__Task details__
Nothing below is to be printed except the lines between the line holding "let mut degrees" and the line holding "if normalized_shoulder_width <", inclusive, each exactly as it appears.

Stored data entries
----------------

//! Geometry engine
//!
//! Pure, stateless functions over landmark positions. Angles are reported
//! in degrees rounded to one decimal place.
//!
//! # Degenerate input
//!
//! A zero-length limb vector has no defined angle. The plain functions
//! return `0.0` in that case so callers never see NaN; the `_checked`
//! variants return `None` instead, for callers that must tell "could not
//! compute" apart from a genuine 0° reading.

use serde::{Deserialize, Serialize};

/// Vectors shorter than this are treated as zero-length
const EPSILON: f64 = 1e-9;

/// A 3D position with the confidence of the landmark(s) it came from.
///
/// Visibility travels alongside the coordinates but never enters the math.
#[derive(Debug, Clone, Copy, PartialEq, Serialize, Deserialize)]
pub struct Point3D {
    pub x: f64,
    pub y: f64,
    pub z: f64,
    pub visibility: f64,
}

impl Point3D {
    pub fn new(x: f64, y: f64, z: f64) -> Self {
        Self {
            x,
            y,
            z,
            visibility: 1.0,
        }
    }

    /// Screen-plane point (z = 0)
    pub fn new_2d(x: f64, y: f64) -> Self {
        Self::new(x, y, 0.0)
    }

    pub fn with_visibility(mut self, visibility: f64) -> Self {
        self.visibility = visibility;
        self
    }

    fn sub(&self, other: &Point3D) -> (f64, f64, f64) {
        (self.x - other.x, self.y - other.y, self.z - other.z)
    }
}

/// Round to one decimal place
pub fn round1(value: f64) -> f64 {
    (value * 10.0).round() / 10.0
}

/// Angle ABC at vertex `b`, or `None` if either limb has zero length
pub fn angle_at_vertex_checked(a: &Point3D, b: &Point3D, c: &Point3D) -> Option<f64> {
    let ba = a.sub(b);
    let bc = c.sub(b);

    let dot = ba.0 * bc.0 + ba.1 * bc.1 + ba.2 * bc.2;
    let mag_ba = (ba.0 * ba.0 + ba.1 * ba.1 + ba.2 * ba.2).sqrt();
    let mag_bc = (bc.0 * bc.0 + bc.1 * bc.1 + bc.2 * bc.2).sqrt();

    if mag_ba < EPSILON || mag_bc < EPSILON {
        return None;
    }

    // Floating error can push |cos| slightly past 1
    let cos_angle = (dot / (mag_ba * mag_bc)).clamp(-1.0, 1.0);
    Some(round1(cos_angle.acos().to_degrees()))
}

/// Angle ABC at vertex `b` in degrees; `0.0` for degenerate input
pub fn angle_at_vertex(a: &Point3D, b: &Point3D, c: &Point3D) -> f64 {
    angle_at_vertex_checked(a, b, c).unwrap_or(0.0)
}

/// Screen-plane angle ABC from the difference of two bearings, in [0, 180]
pub fn angle_at_vertex_2d_checked(a: &Point3D, b: &Point3D, c: &Point3D) -> Option<f64> {
    let (bax, bay) = (a.x - b.x, a.y - b.y);
    let (bcx, bcy) = (c.x - b.x, c.y - b.y);

    if bax.hypot(bay) < EPSILON || bcx.hypot(bcy) < EPSILON {
        return None;
    }

    let bearing_a = bay.atan2(bax);
    let bearing_c = bcy.atan2(bcx);
    let mut degrees = (bearing_c - bearing_a).to_degrees().abs();
    if degrees > 180.0 {
        degrees = 360.0 - degrees;
    }
    Some(round1(degrees))
}

/// Screen-plane angle ABC in degrees; `0.0` for degenerate input
pub fn angle_at_vertex_2d(a: &Point3D, b: &Point3D, c: &Point3D) -> f64 {
    angle_at_vertex_2d_checked(a, b, c).unwrap_or(0.0)
}

/// Componentwise midpoint; only as trustworthy as its weakest input
pub fn midpoint(a: &Point3D, b: &Point3D) -> Point3D {
    Point3D {
        x: (a.x + b.x) / 2.0,
        y: (a.y + b.y) / 2.0,
        z: (a.z + b.z) / 2.0,
        visibility: a.visibility.min(b.visibility),
    }
}

/// Lean of the shoulder–hip segment away from vertical, direction-agnostic.
///
/// Image y grows downward, so an upright torso has the shoulders at a
/// smaller y than the hips and reads 0°.
pub fn trunk_tilt(shoulder_mid: &Point3D, hip_mid: &Point3D) -> f64 {
    let dx = shoulder_mid.x - hip_mid.x;
    let dy = shoulder_mid.y - hip_mid.y;
    round1(dx.atan2(-dy).to_degrees().abs())
}

pub fn distance_2d(a: &Point3D, b: &Point3D) -> f64 {
    (a.x - b.x).hypot(a.y - b.y)
}

pub fn distance_3d(a: &Point3D, b: &Point3D) -> f64 {
    let (dx, dy, dz) = a.sub(b);
    (dx * dx + dy * dy + dz * dz).sqrt()
}

/// Convert a normalized screen distance to centimetres.
///
/// The subject's own shoulder width is the ruler: the normalized distance
/// is expressed in shoulder widths, then multiplied by a population-average
/// shoulder width. This is independent of resolution and camera distance
/// but assumes an average build. Returns `None` when the shoulders overlap
/// on screen and no ruler exists.
pub fn to_physical_cm(
    normalized_distance: f64,
    normalized_shoulder_width: f64,
    reference_shoulder_width_cm: f64,
) -> Option<f64> {
    if normalized_shoulder_width < EPSILON {
        return None;
    }
    Some(normalized_distance / normalized_shoulder_width * reference_shoulder_width_cm)
}
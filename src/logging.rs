//! Structured logging setup
//!
//! The library only emits `tracing` events. Hosts (the CLI included) call
//! [`init_logging`] once to install a subscriber with the chosen format and
//! an optional rolling log file.

use serde::{Deserialize, Serialize};
use std::fs;
use std::path::{Path, PathBuf};
use tracing::Level;
use tracing_subscriber::{
    fmt::{self, format::FmtSpan},
    layer::SubscriberExt,
    util::SubscriberInitExt,
    EnvFilter, Layer,
};

/// Logging configuration
#[derive(Debug, Clone, PartialEq, Serialize, Deserialize)]
#[serde(default)]
pub struct LogConfig {
    /// Log level (error, warn, info, debug, trace)
    pub level: LogLevel,

    /// Output format (pretty, json, compact)
    pub format: LogFormat,

    /// Log file path (None for stderr only)
    pub file_path: Option<PathBuf>,

    /// How the log file rolls over
    pub rotation: LogRotation,

    /// Include span enter/close events
    pub include_spans: bool,
}

impl Default for LogConfig {
    fn default() -> Self {
        Self {
            level: LogLevel::Warn,
            format: LogFormat::Compact,
            file_path: None,
            rotation: LogRotation::Daily,
            include_spans: false,
        }
    }
}

impl LogConfig {
    /// Level from a `-v` count: 0 warn, 1 info, 2 debug, 3+ trace
    pub fn from_verbosity(verbose: u8) -> Self {
        let level = match verbose {
            0 => LogLevel::Warn,
            1 => LogLevel::Info,
            2 => LogLevel::Debug,
            _ => LogLevel::Trace,
        };
        Self {
            level,
            ..Default::default()
        }
    }

    /// Filter used when `RUST_LOG` is not set
    pub fn filter_directive(&self) -> String {
        format!("posturers={}", self.level.to_filter())
    }
}

/// Log level enum
#[derive(Debug, Clone, Copy, PartialEq, Eq, Serialize, Deserialize)]
#[serde(rename_all = "lowercase")]
pub enum LogLevel {
    Error,
    Warn,
    Info,
    Debug,
    Trace,
}

impl LogLevel {
    pub fn to_tracing_level(&self) -> Level {
        match self {
            LogLevel::Error => Level::ERROR,
            LogLevel::Warn => Level::WARN,
            LogLevel::Info => Level::INFO,
            LogLevel::Debug => Level::DEBUG,
            LogLevel::Trace => Level::TRACE,
        }
    }

    pub fn to_filter(&self) -> &'static str {
        match self {
            LogLevel::Error => "error",
            LogLevel::Warn => "warn",
            LogLevel::Info => "info",
            LogLevel::Debug => "debug",
            LogLevel::Trace => "trace",
        }
    }
}

impl std::str::FromStr for LogLevel {
    type Err = String;

    fn from_str(s: &str) -> Result<Self, Self::Err> {
        match s.to_lowercase().as_str() {
            "error" => Ok(LogLevel::Error),
            "warn" | "warning" => Ok(LogLevel::Warn),
            "info" => Ok(LogLevel::Info),
            "debug" => Ok(LogLevel::Debug),
            "trace" => Ok(LogLevel::Trace),
            _ => Err(format!("Invalid log level: {}", s)),
        }
    }
}

/// Log output format
#[derive(Debug, Clone, Copy, PartialEq, Eq, Serialize, Deserialize)]
#[serde(rename_all = "lowercase")]
pub enum LogFormat {
    /// Human-readable multi-line output
    Pretty,
    /// One JSON object per event
    Json,
    /// Single-line output
    Compact,
}

impl std::str::FromStr for LogFormat {
    type Err = String;

    fn from_str(s: &str) -> Result<Self, Self::Err> {
        match s.to_lowercase().as_str() {
            "pretty" => Ok(LogFormat::Pretty),
            "json" => Ok(LogFormat::Json),
            "compact" => Ok(LogFormat::Compact),
            _ => Err(format!("Invalid log format: {}", s)),
        }
    }
}

/// Log file rollover period
#[derive(Debug, Clone, Copy, PartialEq, Eq, Serialize, Deserialize)]
#[serde(rename_all = "lowercase")]
pub enum LogRotation {
    Never,
    Hourly,
    Daily,
}

impl std::str::FromStr for LogRotation {
    type Err = String;

    fn from_str(s: &str) -> Result<Self, Self::Err> {
        match s.to_lowercase().as_str() {
            "never" => Ok(LogRotation::Never),
            "hourly" => Ok(LogRotation::Hourly),
            "daily" => Ok(LogRotation::Daily),
            _ => Err(format!("Invalid log rotation: {}", s)),
        }
    }
}

/// Install the global subscriber. Fails if one is already installed.
pub fn init_logging(config: &LogConfig) -> anyhow::Result<()> {
    let filter = EnvFilter::try_from_default_env()
        .unwrap_or_else(|_| EnvFilter::new(config.filter_directive()));

    // Stderr keeps stdout clean for JSON output
    let console_layer = match config.format {
        LogFormat::Pretty => fmt::layer()
            .pretty()
            .with_writer(std::io::stderr)
            .with_target(true)
            .with_line_number(true)
            .with_span_events(if config.include_spans {
                FmtSpan::ENTER | FmtSpan::CLOSE
            } else {
                FmtSpan::NONE
            })
            .boxed(),
        LogFormat::Json => fmt::layer()
            .json()
            .with_writer(std::io::stderr)
            .with_target(true)
            .with_current_span(config.include_spans)
            .with_span_list(config.include_spans)
            .boxed(),
        LogFormat::Compact => fmt::layer()
            .compact()
            .with_writer(std::io::stderr)
            .with_target(true)
            .boxed(),
    };

    let file_layer = match &config.file_path {
        Some(file_path) => {
            let directory = file_path
                .parent()
                .filter(|p| !p.as_os_str().is_empty())
                .unwrap_or_else(|| Path::new("."));
            fs::create_dir_all(directory)?;
            let file_name = file_path
                .file_name()
                .and_then(|n| n.to_str())
                .unwrap_or("posturers.log");

            let appender = match config.rotation {
                LogRotation::Never => tracing_appender::rolling::never(directory, file_name),
                LogRotation::Hourly => tracing_appender::rolling::hourly(directory, file_name),
                LogRotation::Daily => tracing_appender::rolling::daily(directory, file_name),
            };

            Some(
                fmt::layer()
                    .json()
                    .with_writer(appender)
                    .with_target(true)
                    .with_current_span(config.include_spans)
                    .with_span_list(config.include_spans),
            )
        }
        None => None,
    };

    tracing_subscriber::registry()
        .with(filter)
        .with(console_layer)
        .with(file_layer)
        .try_init()?;

    tracing::debug!(
        level = ?config.level,
        format = ?config.format,
        file = ?config.file_path,
        "Logging initialized"
    );

    Ok(())
}

#[cfg(test)]
mod tests {
    use super::*;

    #[test]
    fn test_parse_levels_and_formats() {
        assert_eq!("WARNING".parse::<LogLevel>().unwrap(), LogLevel::Warn);
        assert_eq!("json".parse::<LogFormat>().unwrap(), LogFormat::Json);
        assert_eq!("hourly".parse::<LogRotation>().unwrap(), LogRotation::Hourly);
        assert!("loud".parse::<LogLevel>().is_err());
    }

    #[test]
    fn test_verbosity_mapping() {
        assert_eq!(LogConfig::from_verbosity(0).level, LogLevel::Warn);
        assert_eq!(LogConfig::from_verbosity(2).level, LogLevel::Debug);
        assert_eq!(LogConfig::from_verbosity(9).level, LogLevel::Trace);
        assert_eq!(
            LogConfig::from_verbosity(1).filter_directive(),
            "posturers=info"
        );
    }

    #[test]
    fn test_log_config_from_toml() {
        let config: LogConfig = toml::from_str(
            r#"
            level = "debug"
            format = "json"
            file_path = "/tmp/posturers.log"
            "#,
        )
        .unwrap();
        assert_eq!(config.level, LogLevel::Debug);
        assert_eq!(config.format, LogFormat::Json);
        assert_eq!(config.rotation, LogRotation::Daily);
    }
}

----------------

__Exercise solution__
    let mut degrees = (bearing_c - bearing_a).to_degrees().abs();
    if degrees > 180.0 {
        degrees = 360.0 - degrees;
    }
    Some(round1(degrees))
}

/// Screen-plane angle ABC in degrees; `0.0` for degenerate input
pub fn angle_at_vertex_2d(a: &Point3D, b: &Point3D, c: &Point3D) -> f64 {
    angle_at_vertex_2d_checked(a, b, c).unwrap_or(0.0)
}

/// Componentwise midpoint; only as trustworthy as its weakest input
pub fn midpoint(a: &Point3D, b: &Point3D) -> Point3D {
    Point3D {
        x: (a.x + b.x) / 2.0,
        y: (a.y + b.y) / 2.0,
        z: (a.z + b.z) / 2.0,
        visibility: a.visibility.min(b.visibility),
    }
}

/// Lean of the shoulder–hip segment away from vertical, direction-agnostic.
///
/// Image y grows downward, so an upright torso has the shoulders at a
/// smaller y than the hips and reads 0°.
pub fn trunk_tilt(shoulder_mid: &Point3D, hip_mid: &Point3D) -> f64 {
    let dx = shoulder_mid.x - hip_mid.x;
    let dy = shoulder_mid.y - hip_mid.y;
    round1(dx.atan2(-dy).to_degrees().abs())
}

pub fn distance_2d(a: &Point3D, b: &Point3D) -> f64 {
    (a.x - b.x).hypot(a.y - b.y)
}

pub fn distance_3d(a: &Point3D, b: &Point3D) -> f64 {
    let (dx, dy, dz) = a.sub(b);
    (dx * dx + dy * dy + dz * dz).sqrt()
}

/// Convert a normalized screen distance to centimetres.
///
/// The subject's own shoulder width is the ruler: the normalized distance
/// is expressed in shoulder widths, then multiplied by a population-average
/// shoulder width. This is independent of resolution and camera distance
/// but assumes an average build. Returns `None` when the shoulders overlap
/// on screen and no ruler exists.
pub fn to_physical_cm(
    normalized_distance: f64,
    normalized_shoulder_width: f64,
    reference_shoulder_width_cm: f64,
) -> Option<f64> {
    if normalized_shoulder_width < EPSILON {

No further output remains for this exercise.